Chapter 26 #2
Ramona was barely holding it together. “A few days.”
“A few—” Zara looked genuinely shocked. “How did you find out? Did Iris finally confess to you?”
Ramona’s confusion shifted to alarm. “Wait, what?”
“What?”
“Iris? What does Iris have to do with this?”
“She’s… the one… at least I’m pretty sure.” Zara’s expression was anguished. “She… she didn’t tell you?”
“Tell me what, exactly?”
They stared at each other. Through the tether: confusion, alarm, dawning horror.
“What do you know?” Zara asked carefully.
“What do you know?” Ramona countered.
The fox sat at Ramona’s feet, looking between them.
Zara reached into her pocket. Pulled out something small — a piece of bark, dark and twisted. She turned it over in her hands. “This morning. In your mother’s garden. I saw the tree.”
Ramona eyed the bark, trying to follow. “The… strange dead tree?”
“A banewood tree.” Zara held up the bark. “They’re used to anchor long-term curses. To keep them stable over years, sometimes decades.” She paused. “Ramona, I think you’re cursed.”

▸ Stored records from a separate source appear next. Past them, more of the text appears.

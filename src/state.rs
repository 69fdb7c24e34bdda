//! Shared application state.
//!
//! DESIGN
//! ======
//! `AppState` is injected into Axum handlers via the `State` extractor. It is
//! read-only after startup: parsed configuration, estimate routing, and the
//! optional mail transport.

use std::sync::Arc;

use crate::config::SiteConfig;
use crate::services::estimate::EstimateRouting;
use crate::services::mailer::Mailer;

/// Clone is required by Axum; all inner fields are Arc-wrapped.
#[derive(Clone)]
pub struct AppState {
    pub config: Arc<SiteConfig>,
    pub routing: Arc<EstimateRouting>,
    /// `None` when `RESEND_API_KEY` is not configured.
    pub mailer: Option<Arc<dyn Mailer>>,
}

impl AppState {
    #[must_use]
    pub fn new(config: SiteConfig, mailer: Option<Arc<dyn Mailer>>) -> Self {
        let routing = EstimateRouting {
            to: config.estimate_to_email.clone(),
            from: config.estimate_from_email.clone(),
        };
        Self { config: Arc::new(config), routing: Arc::new(routing), mailer }
    }
}

// =============================================================================
// TEST HELPERS
// =============================================================================

#[cfg(test)]
pub mod test_helpers {
    use super::*;
    use crate::services::mailer::{MailError, OutboundEmail};
    use std::sync::Mutex;

    /// Mailer that records every message and optionally fails delivery.
    pub struct RecordingMailer {
        sent: Mutex<Vec<OutboundEmail>>,
        fail: bool,
    }

    impl RecordingMailer {
        #[must_use]
        pub fn new() -> Self {
            Self { sent: Mutex::new(Vec::new()), fail: false }
        }

        #[must_use]
        pub fn failing() -> Self {
            Self { sent: Mutex::new(Vec::new()), fail: true }
        }

        pub fn sent(&self) -> Vec<OutboundEmail> {
            self.sent.lock().expect("mock mutex should lock").clone()
        }
    }

    #[async_trait::async_trait]
    impl Mailer for RecordingMailer {
        async fn send(&self, email: &OutboundEmail) -> Result<(), MailError> {
            self.sent
                .lock()
                .expect("mock mutex should lock")
                .push(email.clone());
            if self.fail {
                return Err(MailError::Delivery("provider returned 422".into()));
            }
            Ok(())
        }
    }

    /// Create a test `AppState` with default config and no mail transport.
    #[must_use]
    pub fn test_app_state() -> AppState {
        AppState::new(SiteConfig::default(), None)
    }

    /// Create a test `AppState` wired to the given mailer.
    #[must_use]
    pub fn test_app_state_with_mailer(mailer: Arc<RecordingMailer>) -> AppState {
        let mailer: Arc<dyn Mailer> = mailer;
        AppState::new(SiteConfig::default(), Some(mailer))
    }
}
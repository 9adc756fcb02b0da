//! Integration tests for the fanout-queue CLI

use std::fs;
use std::time::Duration;

use assert_cmd::Command;
use libfanout::repo::PostRepository;
use libfanout::types::{NewJob, Platform};
use libfanout::{Database, JobQueue, Post, PostStatus};
use predicates::prelude::*;
use tempfile::TempDir;

/// Setup test environment with config and database
async fn setup_test_env() -> (TempDir, String, String) {
    let temp_dir = TempDir::new().unwrap();
    let config_path = temp_dir.path().join("config.toml");
    let db_path = temp_dir.path().join("test.db");

    let config_content = format!(
        r#"
[database]
path = "{}"
"#,
        db_path.display().to_string().replace('\\', "/")
    );

    fs::write(&config_path, config_content).unwrap();

    let _db = Database::new(db_path.to_str().unwrap()).await.unwrap();

    (
        temp_dir,
        config_path.to_str().unwrap().to_string(),
        db_path.to_str().unwrap().to_string(),
    )
}

async fn create_post(db_path: &str, status: PostStatus) -> String {
    let db = Database::new(db_path).await.unwrap();

    let mut post = Post::new(
        "tenant-1",
        "client-1",
        "CLI post",
        "Body",
        vec![Platform::Website],
    );
    post.status = status;

    let post_id = post.id.clone();
    db.create_post(&post).await.unwrap();
    post_id
}

fn queue_cmd(config_path: &str) -> Command {
    let mut cmd = Command::cargo_bin("fanout-queue").unwrap();
    cmd.env("FANOUT_CONFIG", config_path);
    cmd
}

#[test]
fn test_help() {
    let mut cmd = Command::cargo_bin("fanout-queue").unwrap();
    cmd.arg("--help")
        .assert()
        .success()
        .stdout(predicate::str::contains("Inspect and manage"));
}

#[tokio::test]
async fn test_schedule_approved_post() {
    let (_temp_dir, config_path, db_path) = setup_test_env().await;
    let post_id = create_post(&db_path, PostStatus::Approved).await;

    queue_cmd(&config_path)
        .args(["schedule", &post_id, "2h"])
        .assert()
        .success()
        .stdout(predicate::str::contains("scheduled at"));

    let db = Database::new(&db_path).await.unwrap();
    let post = db.get(&post_id).await.unwrap().unwrap();
    assert_eq!(post.status, PostStatus::Scheduled);
    assert!(post.schedule_time.unwrap() > chrono::Utc::now().timestamp());
}

#[tokio::test]
async fn test_schedule_rejects_bad_time() {
    let (_temp_dir, config_path, db_path) = setup_test_env().await;
    let post_id = create_post(&db_path, PostStatus::Approved).await;

    queue_cmd(&config_path)
        .args(["schedule", &post_id, "whenever"])
        .assert()
        .failure()
        .code(3);
}

#[tokio::test]
async fn test_schedule_rejects_draft_post() {
    let (_temp_dir, config_path, db_path) = setup_test_env().await;
    let post_id = create_post(&db_path, PostStatus::Draft).await;

    // draft -> scheduled is not in the transition table.
    queue_cmd(&config_path)
        .args(["schedule", &post_id, "2h"])
        .assert()
        .failure()
        .code(1);
}

#[tokio::test]
async fn test_cancel_outstanding_jobs() {
    let (_temp_dir, config_path, db_path) = setup_test_env().await;
    let post_id = create_post(&db_path, PostStatus::Scheduled).await;

    let db = Database::new(&db_path).await.unwrap();
    let queue = JobQueue::new(db, Duration::from_secs(60));
    queue
        .enqueue(NewJob::publish("tenant-1", &post_id, Platform::Website, 0))
        .await
        .unwrap();
    queue
        .enqueue(NewJob::analytics("tenant-1", &post_id, Platform::Website, 0))
        .await
        .unwrap();

    queue_cmd(&config_path)
        .args(["cancel", &post_id])
        .assert()
        .success()
        .stdout(predicate::str::contains("cancelled 2 job(s)"));

    assert!(queue.list_outstanding(10).await.unwrap().is_empty());
}

#[tokio::test]
async fn test_list_and_stats() {
    let (_temp_dir, config_path, db_path) = setup_test_env().await;
    let post_id = create_post(&db_path, PostStatus::Scheduled).await;

    let db = Database::new(&db_path).await.unwrap();
    let queue = JobQueue::new(db, Duration::from_secs(60));
    queue
        .enqueue(NewJob::publish("tenant-1", &post_id, Platform::Website, 0))
        .await
        .unwrap();

    queue_cmd(&config_path)
        .args(["list"])
        .assert()
        .success()
        .stdout(predicate::str::contains(&post_id).and(predicate::str::contains("publish")));

    queue_cmd(&config_path)
        .args(["list", "--kind", "analytics"])
        .assert()
        .success()
        .stdout(predicate::str::contains(&post_id).not());

    queue_cmd(&config_path)
        .args(["stats", "--format", "json"])
        .assert()
        .success()
        .stdout(predicate::str::contains("\"publish_outstanding\": 1"));
}

#[tokio::test]
async fn test_list_rejects_unknown_kind() {
    let (_temp_dir, config_path, _db_path) = setup_test_env().await;

    queue_cmd(&config_path)
        .args(["list", "--kind", "cleanup"])
        .assert()
        .failure()
        .code(3);
}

Silence. The words hung in the air between them.
Ramona felt as though time had temporarily slowed, like her thoughts were moving through deep quicksand. “I’m sorry? Cursed?”
“Yes.”
“You think I’m cursed.”
“I know you’re cursed.” Zara turned the bark over in her fingers. “I’ve suspected for weeks. But I wasn’t sure. I wanted to be certain before I told you. And this morning, when I saw the tree again—” She met Ramona’s eyes. “I’m sure now. This is banewood. And your mother knows.”
“My mother—”
“Has a curse tree in her garden. A very old one. Carefully maintained.” Zara’s voice was gentle but firm. “I asked her about it. She got defensive. Angry. That’s why we were arguing when we came into the study and found you.”
“My mom cursed me?” Ramona asked.
“No, I believe your sister did,” Zara said, her voice dropping low, like it pained her to say.

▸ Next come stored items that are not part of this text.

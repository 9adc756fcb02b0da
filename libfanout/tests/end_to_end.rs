//! End-to-end pipeline tests
//!
//! Drive the full flow with mock adapters: schedule -> sweep -> publish ->
//! analytics, against one shared database.

use std::sync::Arc;
use std::time::Duration;

use libfanout::adapters::mock::MockAdapter;
use libfanout::adapters::AdapterRegistry;
use libfanout::adapters::PlatformAdapter;
use libfanout::repo::PostRepository;
use libfanout::retry::RetryPolicy;
use libfanout::scheduler::Scheduler;
use libfanout::service::SchedulingService;
use libfanout::types::{MetricMap, Platform};
use libfanout::worker::analytics::{AnalyticsOptions, AnalyticsWorker};
use libfanout::worker::publish::{PublishOptions, PublishWorker};
use libfanout::{AdapterError, Database, JobQueue, Post, PostStatus};

struct Pipeline {
    db: Database,
    queue: JobQueue,
    service: SchedulingService,
    scheduler: Scheduler,
    publish_worker: PublishWorker,
    analytics_worker: AnalyticsWorker,
}

async fn pipeline(adapters: Vec<MockAdapter>) -> Pipeline {
    let db = Database::new(":memory:").await.unwrap();
    let queue = JobQueue::new(db.clone(), Duration::from_secs(60));
    let repo: Arc<Database> = Arc::new(db.clone());

    let mut registry = AdapterRegistry::new();
    for adapter in adapters {
        // Credentials come from the database, like in production.
        db.upsert_credential("tenant-1", adapter.platform(), "tok", None)
            .await
            .unwrap();
        registry.register(Arc::new(adapter));
    }

    let retry = RetryPolicy::new(Duration::ZERO, Duration::ZERO, 5);

    let publish_worker = PublishWorker::new(
        queue.clone(),
        repo.clone(),
        repo.clone(),
        registry.clone(),
        retry,
        PublishOptions {
            analytics_delay: Duration::ZERO,
            ..Default::default()
        },
    );

    let analytics_worker = AnalyticsWorker::new(
        queue.clone(),
        repo.clone(),
        repo.clone(),
        registry,
        retry,
        AnalyticsOptions {
            poll_interval: Duration::from_secs(100),
            ..Default::default()
        },
    );

    let scheduler = Scheduler::new(queue.clone(), repo.clone(), Duration::from_secs(30));
    let service = SchedulingService::new(repo, queue.clone());

    Pipeline {
        db,
        queue,
        service,
        scheduler,
        publish_worker,
        analytics_worker,
    }
}

async fn approved_post(db: &Database, platforms: Vec<Platform>) -> Post {
    let mut post = Post::new("tenant-1", "client-1", "Launch", "We are live!", platforms);
    post.status = PostStatus::Approved;
    db.create_post(&post).await.unwrap();
    post
}

fn sample_metrics() -> MetricMap {
    let mut metrics = MetricMap::new();
    metrics.insert("impressions".to_string(), 1000.0);
    metrics.insert("clicks".to_string(), 42.0);
    metrics
}

#[tokio::test]
async fn test_schedule_publish_analytics_flow() {
    let adapter = MockAdapter::succeeding(Platform::Website).with_metrics(sample_metrics());
    let p = pipeline(vec![adapter.clone()]).await;
    let post = approved_post(&p.db, vec![Platform::Website]).await;

    // Schedule one second out; nothing is due yet.
    let when = chrono::Utc::now().timestamp() + 1;
    p.service.schedule_post(&post.id, when).await.unwrap();
    assert_eq!(p.scheduler.sweep_once().await.unwrap(), 0);

    tokio::time::sleep(Duration::from_millis(1200)).await;

    // Due now: the sweep promotes the post into one publish job.
    assert_eq!(p.scheduler.sweep_once().await.unwrap(), 1);

    // Publish worker delivers it and chains analytics.
    assert!(p.publish_worker.poll_once().await.unwrap());
    assert_eq!(adapter.publish_calls(), 1);

    let published = p.db.get(&post.id).await.unwrap().unwrap();
    assert_eq!(published.status, PostStatus::Published);

    // Analytics worker captures a snapshot and re-enqueues itself.
    assert!(p.analytics_worker.poll_once().await.unwrap());
    assert_eq!(adapter.fetch_calls(), 1);

    let snapshots = p
        .db
        .snapshots_for_post(&post.id, Some(Platform::Website))
        .await
        .unwrap();
    assert_eq!(snapshots.len(), 1);
    assert_eq!(snapshots[0].metrics["clicks"], 42.0);

    // The next poll in the chain is 100s out, so nothing is due.
    assert!(!p.analytics_worker.poll_once().await.unwrap());
    let outstanding = p.queue.list_outstanding(10).await.unwrap();
    assert_eq!(outstanding.len(), 1);

    // A rerun of the sweep enqueues nothing: the post left scheduled
    // status and its platform is resolved.
    assert_eq!(p.scheduler.sweep_once().await.unwrap(), 0);
}

#[tokio::test]
async fn test_multi_platform_partial_failure_flow() {
    let facebook = MockAdapter::succeeding(Platform::Facebook);
    let instagram = MockAdapter::failing(
        Platform::Instagram,
        AdapterError::Permanent("content rejected".to_string()),
    );
    let p = pipeline(vec![facebook.clone(), instagram.clone()]).await;
    let post = approved_post(&p.db, vec![Platform::Facebook, Platform::Instagram]).await;

    let when = chrono::Utc::now().timestamp() + 1;
    p.service.schedule_post(&post.id, when).await.unwrap();
    tokio::time::sleep(Duration::from_millis(1200)).await;

    // One job per platform.
    assert_eq!(p.scheduler.sweep_once().await.unwrap(), 2);
    assert!(p.publish_worker.poll_once().await.unwrap());
    assert!(p.publish_worker.poll_once().await.unwrap());

    // Everything resolved, instagram never made it: aggregate is failed,
    // with the full history available.
    let resolved = p.db.get(&post.id).await.unwrap().unwrap();
    assert_eq!(resolved.status, PostStatus::Failed);

    let attempts = p.db.attempts_for_post(&post.id).await.unwrap();
    assert_eq!(attempts.len(), 2);
    assert_eq!(attempts.iter().filter(|a| a.is_success()).count(), 1);
    assert_eq!(
        attempts.iter().filter(|a| a.is_terminal_failure()).count(),
        1
    );
    assert_eq!(instagram.publish_calls(), 1);

    // Manual re-submission: failed -> scheduled. The sweep skips the
    // platform that already succeeded but re-opens the rejected one with
    // the next attempt number.
    let when = chrono::Utc::now().timestamp() + 1;
    p.service.schedule_post(&post.id, when).await.unwrap();
    tokio::time::sleep(Duration::from_millis(1200)).await;

    assert_eq!(p.scheduler.sweep_once().await.unwrap(), 1);
    assert!(p.publish_worker.poll_once().await.unwrap());

    // Still rejected: the post resolves back to failed, with the second
    // instagram attempt appended to the history.
    assert_eq!(instagram.publish_calls(), 2);
    assert_eq!(facebook.publish_calls(), 1);

    let resolved = p.db.get(&post.id).await.unwrap().unwrap();
    assert_eq!(resolved.status, PostStatus::Failed);

    let attempts = p.db.attempts_for_post(&post.id).await.unwrap();
    assert_eq!(attempts.len(), 3);
}

#[tokio::test]
async fn test_transient_failures_recover_through_retry() {
    let adapter = MockAdapter::flaky(Platform::Website, 2).with_metrics(sample_metrics());
    let p = pipeline(vec![adapter.clone()]).await;
    let post = approved_post(&p.db, vec![Platform::Website]).await;

    let when = chrono::Utc::now().timestamp() + 1;
    p.service.schedule_post(&post.id, when).await.unwrap();
    tokio::time::sleep(Duration::from_millis(1200)).await;
    p.scheduler.sweep_once().await.unwrap();

    // Two transient failures, then success, all through the retry policy
    // (zero backoff keeps the retried job immediately due).
    for _ in 0..3 {
        assert!(p.publish_worker.poll_once().await.unwrap());
    }
    assert_eq!(adapter.publish_calls(), 3);

    let published = p.db.get(&post.id).await.unwrap().unwrap();
    assert_eq!(published.status, PostStatus::Published);

    let attempts = p.db.attempts_for_post(&post.id).await.unwrap();
    assert_eq!(attempts.len(), 3);
    assert_eq!(attempts.iter().filter(|a| a.is_success()).count(), 1);

    // Cancelling now clears the pending analytics chain.
    let removed = p.service.cancel_scheduled_jobs(&post.id).await.unwrap();
    assert_eq!(removed, 1);
    assert!(p.queue.list_outstanding(10).await.unwrap().is_empty());
}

Ramona’s mind was reeling. “Iris wouldn’t… she’s my sister…”
“The spell you mentioned that killed the tree when you were kids. When Iris was eleven and you were eight.” Zara stepped closer. “You said she did something to a tree.”
“Yes, but—”
“She didn’t kill it, Ramona. She grew it. Created it.” Zara held up the bark. “Banewood doesn’t grow naturally. It has to be cultivated through ritual magic. A witch plants the curse and anchors it to the earth. As long as the tree stands, the curse stays active.”
“No.” Ramona was shaking her head. “No, you’re wrong. Iris wouldn’t—”
“When did your magic start failing?” Zara asked quietly.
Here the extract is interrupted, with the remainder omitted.